Personal information
- Full name: Anna Cholovyaga
- Date of birth: 8 May 1992 (age 34)
- Place of birth: Russia
- Height: 1.67 m (5 ft 5+1⁄2 in)
- Position: Midfielder

Senior career*
- Years: Team / Apps / (Gls)
- 2009–2010: Zvezda Zvenigorod / 23 / (12)
- 2010–2017: WFC Rossiyanka / 55 / (4)

International career
- 2012–2017: Russia

Medal record
Women's football
Representing Russia
Summer Universiade
| Bronze medal – third place | 2017 Taipei | Women's |

= Anna Cholovyaga =

Russian footballer (born 1992)

Anna Valeryevna Cholovyaga (Анна Валерьевна Чоловяга) is a former Russian football midfielder, who played for WFC Rossiyanka in the Russian Championship and the Russian national team.

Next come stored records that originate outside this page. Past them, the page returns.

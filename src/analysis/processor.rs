//! Bounded-concurrency chunk analysis using Rayon.
//!
//! # Design
//!
//! - Chunks with a persisted result are accepted as-is and never re-sent
//! - Remaining chunks run on a dedicated Rayon pool
//! - `CallPermits` bounds the number of analyzer calls in flight; a permit is
//!   held only for the duration of one call, so a worker sleeping through a
//!   backoff does not block its siblings
//! - Every success is written to the chunk store before the worker moves on
//! - A failed chunk is recorded in the report and never aborts the batch
//!
//! # Retry Strategy
//!
//! Rate limits and timeouts are retried per [`RetryPolicy`]. Any other
//! analyzer error fails the chunk immediately. Backoff waits observe the
//! batch's [`CancellationToken`].

use std::collections::BTreeMap;
use std::sync::atomic::{AtomicUsize, Ordering};
use std::sync::{Arc, Condvar, Mutex};
use std::time::{Duration, Instant};

use rayon::prelude::*;
use tracing::{debug, info, warn};

use super::backend::{AnalysisRequest, Analyzer};
use super::error::AnalysisError;
use super::retry::{CancellationToken, RetryPolicy};
use super::store::ChunkStore;
use super::tracker::{ChunkOutcome, ChunkUsage, TokenTracker, UsageSummary};
use super::types::{Assessment, Chunk, ChunkResult};

/// Default number of concurrent analyzer calls.
pub const DEFAULT_CONCURRENCY_LIMIT: usize = 2;

/// Counting semaphore for analyzer calls.
#[derive(Debug)]
pub struct CallPermits {
    available: Mutex<usize>,
    cvar: Condvar,
    limit: usize,
}

impl CallPermits {
    /// Create permits for up to `limit` concurrent calls (at least one).
    pub fn new(limit: usize) -> Self {
        let limit = limit.max(1);
        Self {
            available: Mutex::new(limit),
            cvar: Condvar::new(),
            limit,
        }
    }

    pub fn limit(&self) -> usize {
        self.limit
    }

    /// Block until a permit is free.
    pub fn acquire(&self) -> CallPermit<'_> {
        let mut available = self.available.lock().unwrap_or_else(|e| e.into_inner());
        while *available == 0 {
            available = self
                .cvar
                .wait(available)
                .unwrap_or_else(|e| e.into_inner());
        }
        *available -= 1;
        CallPermit { permits: self }
    }

    fn release(&self) {
        let mut available = self.available.lock().unwrap_or_else(|e| e.into_inner());
        *available += 1;
        self.cvar.notify_one();
    }
}

/// Held for the duration of one analyzer call; released on drop.
#[derive(Debug)]
pub struct CallPermit<'a> {
    permits: &'a CallPermits,
}

impl Drop for CallPermit<'_> {
    fn drop(&mut self) {
        self.permits.release();
    }
}

/// Thread-safe completion counter with an optional callback.
pub struct ProgressReporter {
    completed: Arc<AtomicUsize>,
    total: AtomicUsize,
    callback: Option<Box<dyn Fn(usize, usize) + Send + Sync>>,
}

impl ProgressReporter {
    pub fn new() -> Self {
        Self {
            completed: Arc::new(AtomicUsize::new(0)),
            total: AtomicUsize::new(0),
            callback: None,
        }
    }

    /// Call `callback(completed, total)` after every finished chunk.
    pub fn with_callback<F>(callback: F) -> Self
    where
        F: Fn(usize, usize) + Send + Sync + 'static,
    {
        Self {
            callback: Some(Box::new(callback)),
            ..Self::new()
        }
    }

    /// Reset for a batch of `total` chunks.
    pub fn start(&self, total: usize) {
        self.completed.store(0, Ordering::SeqCst);
        self.total.store(total, Ordering::SeqCst);
    }

    /// Report one finished chunk; returns the new completed count.
    pub fn report_progress(&self) -> usize {
        let completed = self.completed.fetch_add(1, Ordering::SeqCst) + 1;
        if let Some(ref callback) = self.callback {
            callback(completed, self.total.load(Ordering::SeqCst));
        }
        completed
    }

    /// Current (completed, total).
    pub fn get_progress(&self) -> (usize, usize) {
        (
            self.completed.load(Ordering::SeqCst),
            self.total.load(Ordering::SeqCst),
        )
    }
}

impl Default for ProgressReporter {
    fn default() -> Self {
        Self::new()
    }
}

impl std::fmt::Debug for ProgressReporter {
    fn fmt(&self, f: &mut std::fmt::Formatter<'_>) -> std::fmt::Result {
        let (completed, total) = self.get_progress();
        f.debug_struct("ProgressReporter")
            .field("completed", &completed)
            .field("total", &total)
            .field("callback", &self.callback.is_some())
            .finish()
    }
}

/// Processor settings.
#[derive(Debug, Clone)]
pub struct ProcessorConfig {
    /// Maximum analyzer calls in flight
    pub concurrency_limit: usize,
    /// Budget passed to each analyzer call
    pub call_timeout: Duration,
    pub retry: RetryPolicy,
}

impl Default for ProcessorConfig {
    fn default() -> Self {
        Self {
            concurrency_limit: DEFAULT_CONCURRENCY_LIMIT,
            call_timeout: Duration::from_secs(120),
            retry: RetryPolicy::default(),
        }
    }
}

/// A chunk that produced no usable result.
#[derive(Debug)]
pub struct ChunkFailure {
    pub sequence_number: usize,
    pub error: AnalysisError,
    /// Analyzer calls made before giving up
    pub attempts: usize,
}

/// Outcome of one processing batch.
#[derive(Debug)]
pub struct ProcessReport {
    /// Successful results (reused and fresh), ascending by sequence number
    pub results: Vec<ChunkResult>,
    /// Failed chunks, ascending by sequence number
    pub failures: Vec<ChunkFailure>,
    pub total_chunks: usize,
    /// Results taken from disk instead of the analyzer
    pub reused: usize,
    pub usage: UsageSummary,
}

impl ProcessReport {
    pub fn is_complete(&self) -> bool {
        self.failures.is_empty() && self.results.len() == self.total_chunks
    }

    pub fn failed_sequence_numbers(&self) -> Vec<usize> {
        self.failures.iter().map(|f| f.sequence_number).collect()
    }
}

/// Per-chunk outcome before it is folded into the report.
struct Attempted {
    sequence_number: usize,
    tokens: usize,
    duration: Duration,
    attempts: usize,
    result: Result<ChunkResult, AnalysisError>,
}

/// Drives an [`Analyzer`] over a fixed list of chunks.
pub struct ChunkProcessor<'a> {
    config: ProcessorConfig,
    store: Option<&'a ChunkStore>,
    /// Attach chunk positions to analyzer requests
    scope_requests: bool,
    cancel: CancellationToken,
    progress: Option<&'a ProgressReporter>,
}

impl<'a> ChunkProcessor<'a> {
    /// Processor that persists each success to `store`.
    pub fn new(config: ProcessorConfig, store: &'a ChunkStore) -> Self {
        Self {
            config,
            store: Some(store),
            scope_requests: true,
            cancel: CancellationToken::new(),
            progress: None,
        }
    }

    /// Processor without persistence (single-shot analysis).
    pub fn ephemeral(config: ProcessorConfig) -> Self {
        Self {
            config,
            store: None,
            scope_requests: false,
            cancel: CancellationToken::new(),
            progress: None,
        }
    }

    pub fn with_cancellation(mut self, cancel: CancellationToken) -> Self {
        self.cancel = cancel;
        self
    }

    pub fn with_progress(mut self, progress: &'a ProgressReporter) -> Self {
        self.progress = Some(progress);
        self
    }

    pub fn config(&self) -> &ProcessorConfig {
        &self.config
    }

    /// Analyze every chunk without a result in `existing`.
    ///
    /// Results in `existing` whose sequence number is not in `chunks` are
    /// ignored.
    pub fn process(
        &self,
        chunks: &[Chunk],
        mut existing: BTreeMap<usize, ChunkResult>,
        analyzer: &dyn Analyzer,
        request: &AnalysisRequest,
    ) -> ProcessReport {
        let mut tracker = TokenTracker::new();
        let total_chunks = chunks.len();

        let mut results = Vec::with_capacity(total_chunks);
        let mut pending = Vec::new();
        for chunk in chunks {
            match existing.remove(&chunk.sequence_number) {
                Some(result) => {
                    tracker.record_reused(chunk.sequence_number, chunk.token_count);
                    results.push(result);
                }
                None => pending.push(chunk),
            }
        }
        if !existing.is_empty() {
            debug!(
                stale = existing.len(),
                "Ignoring persisted results without a matching chunk"
            );
        }
        let reused = results.len();

        info!(
            analyzer = analyzer.name(),
            total = total_chunks,
            reused,
            pending = pending.len(),
            concurrency = self.config.concurrency_limit,
            "Starting chunk analysis"
        );

        if let Some(progress) = self.progress {
            progress.start(pending.len());
        }

        let permits = CallPermits::new(self.config.concurrency_limit);
        let attempted = self.run_pending(&pending, total_chunks, &permits, analyzer, request);

        let mut failures = Vec::new();
        for outcome in attempted {
            let outcome_kind = match outcome.result {
                Ok(result) => {
                    results.push(result);
                    ChunkOutcome::Analyzed
                }
                Err(error) => {
                    warn!(
                        sequence_number = outcome.sequence_number,
                        attempts = outcome.attempts,
                        error = %error,
                        "Chunk analysis failed"
                    );
                    failures.push(ChunkFailure {
                        sequence_number: outcome.sequence_number,
                        error,
                        attempts: outcome.attempts,
                    });
                    ChunkOutcome::Failed
                }
            };
            tracker.record(ChunkUsage {
                sequence_number: outcome.sequence_number,
                tokens: outcome.tokens,
                duration: outcome.duration,
                outcome: outcome_kind,
                attempts: outcome.attempts,
            });
        }

        results.sort_by_key(|r| r.sequence_number);
        failures.sort_by_key(|f| f.sequence_number);

        info!("{}", tracker.format_summary().trim_end());

        ProcessReport {
            results,
            failures,
            total_chunks,
            reused,
            usage: tracker.summary(),
        }
    }

    fn run_pending(
        &self,
        pending: &[&Chunk],
        total_chunks: usize,
        permits: &CallPermits,
        analyzer: &dyn Analyzer,
        request: &AnalysisRequest,
    ) -> Vec<Attempted> {
        if pending.is_empty() {
            return Vec::new();
        }

        let run_one = |chunk: &&Chunk| {
            let scoped = if self.scope_requests {
                request.for_chunk(chunk.sequence_number, total_chunks)
            } else {
                request.clone()
            };
            let outcome = self.analyze_chunk(chunk, permits, analyzer, &scoped);
            if let Some(progress) = self.progress {
                progress.report_progress();
            }
            outcome
        };

        // Single chunk: no thread pool needed
        if pending.len() == 1 {
            return pending.iter().map(run_one).collect();
        }

        // Workers in backoff hold no permit, so allow twice as many threads
        let threads = pending
            .len()
            .min(permits.limit().saturating_mul(2))
            .max(1);

        match rayon::ThreadPoolBuilder::new()
            .num_threads(threads)
            .thread_name(|i| format!("chunk-analyzer-{}", i))
            .build()
        {
            Ok(pool) => pool.install(|| pending.par_iter().map(run_one).collect()),
            Err(e) => {
                warn!(error = %e, "Failed to create thread pool; processing sequentially");
                pending.iter().map(run_one).collect()
            }
        }
    }

    fn analyze_chunk(
        &self,
        chunk: &Chunk,
        permits: &CallPermits,
        analyzer: &dyn Analyzer,
        request: &AnalysisRequest,
    ) -> Attempted {
        let start = Instant::now();
        let sequence_number = chunk.sequence_number;
        let policy = &self.config.retry;
        let mut attempts = 0usize;

        let result = loop {
            if self.cancel.is_cancelled() {
                break Err(AnalysisError::Cancelled { sequence_number });
            }

            let response = {
                let _permit = permits.acquire();
                if self.cancel.is_cancelled() {
                    break Err(AnalysisError::Cancelled { sequence_number });
                }
                attempts += 1;
                analyzer.analyze(&chunk.content, request, self.config.call_timeout)
            };

            match response {
                Ok(assessment) => {
                    break self.accept(sequence_number, assessment);
                }
                Err(e) if e.is_transient() && policy.should_retry(attempts) => {
                    let wait = policy.wait_duration(attempts - 1, e.retry_after());
                    warn!(
                        sequence_number,
                        attempt = attempts,
                        max_attempts = policy.max_attempts,
                        wait_ms = wait.as_millis() as u64,
                        error = %e,
                        "Transient analyzer error; backing off"
                    );
                    if self.cancel.sleep(wait) {
                        break Err(AnalysisError::Cancelled { sequence_number });
                    }
                }
                Err(e) => break Err(AnalysisError::from_analyzer_error(sequence_number, &e)),
            }
        };

        Attempted {
            sequence_number,
            tokens: chunk.token_count,
            duration: start.elapsed(),
            attempts,
            result,
        }
    }

    /// Validate, normalize and persist a fresh assessment.
    fn accept(
        &self,
        sequence_number: usize,
        mut assessment: Assessment,
    ) -> Result<ChunkResult, AnalysisError> {
        if !assessment.has_finite_scores() {
            return Err(AnalysisError::ChunkFailed {
                sequence_number,
                reason: "analyzer returned non-finite scores".to_string(),
            });
        }
        if assessment.clamp_scores() {
            warn!(sequence_number, "Clamped out-of-range scores from analyzer");
        }

        let result = ChunkResult::from_assessment(sequence_number, assessment);
        if let Some(store) = self.store {
            if let Err(e) = store.write_result(&result) {
                // The result is still usable for this run; only resumability suffers
                warn!(sequence_number, error = %e, "Failed to persist chunk result");
            }
        }
        debug!(
            sequence_number,
            threat_score = result.threat_score,
            confidence = result.confidence,
            "Chunk analyzed"
        );
        Ok(result)
    }
}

She started her career in Zvezda Zvenigorod. In 2010, she moved to WFC Rossiyanka, with which she made her UEFA Champions League debut in the 2010–11 season. She has won two leagues and one cup with Rossiyanka.

A former under-19 international, in 2012 she made her debut for the senior Russian national team in the 2013 UEFA Euro's qualifying, where she made three appearances. She wasn't called up for the final tournament.

==Personal life==
Her husband Kirill Zaika is a professional football player.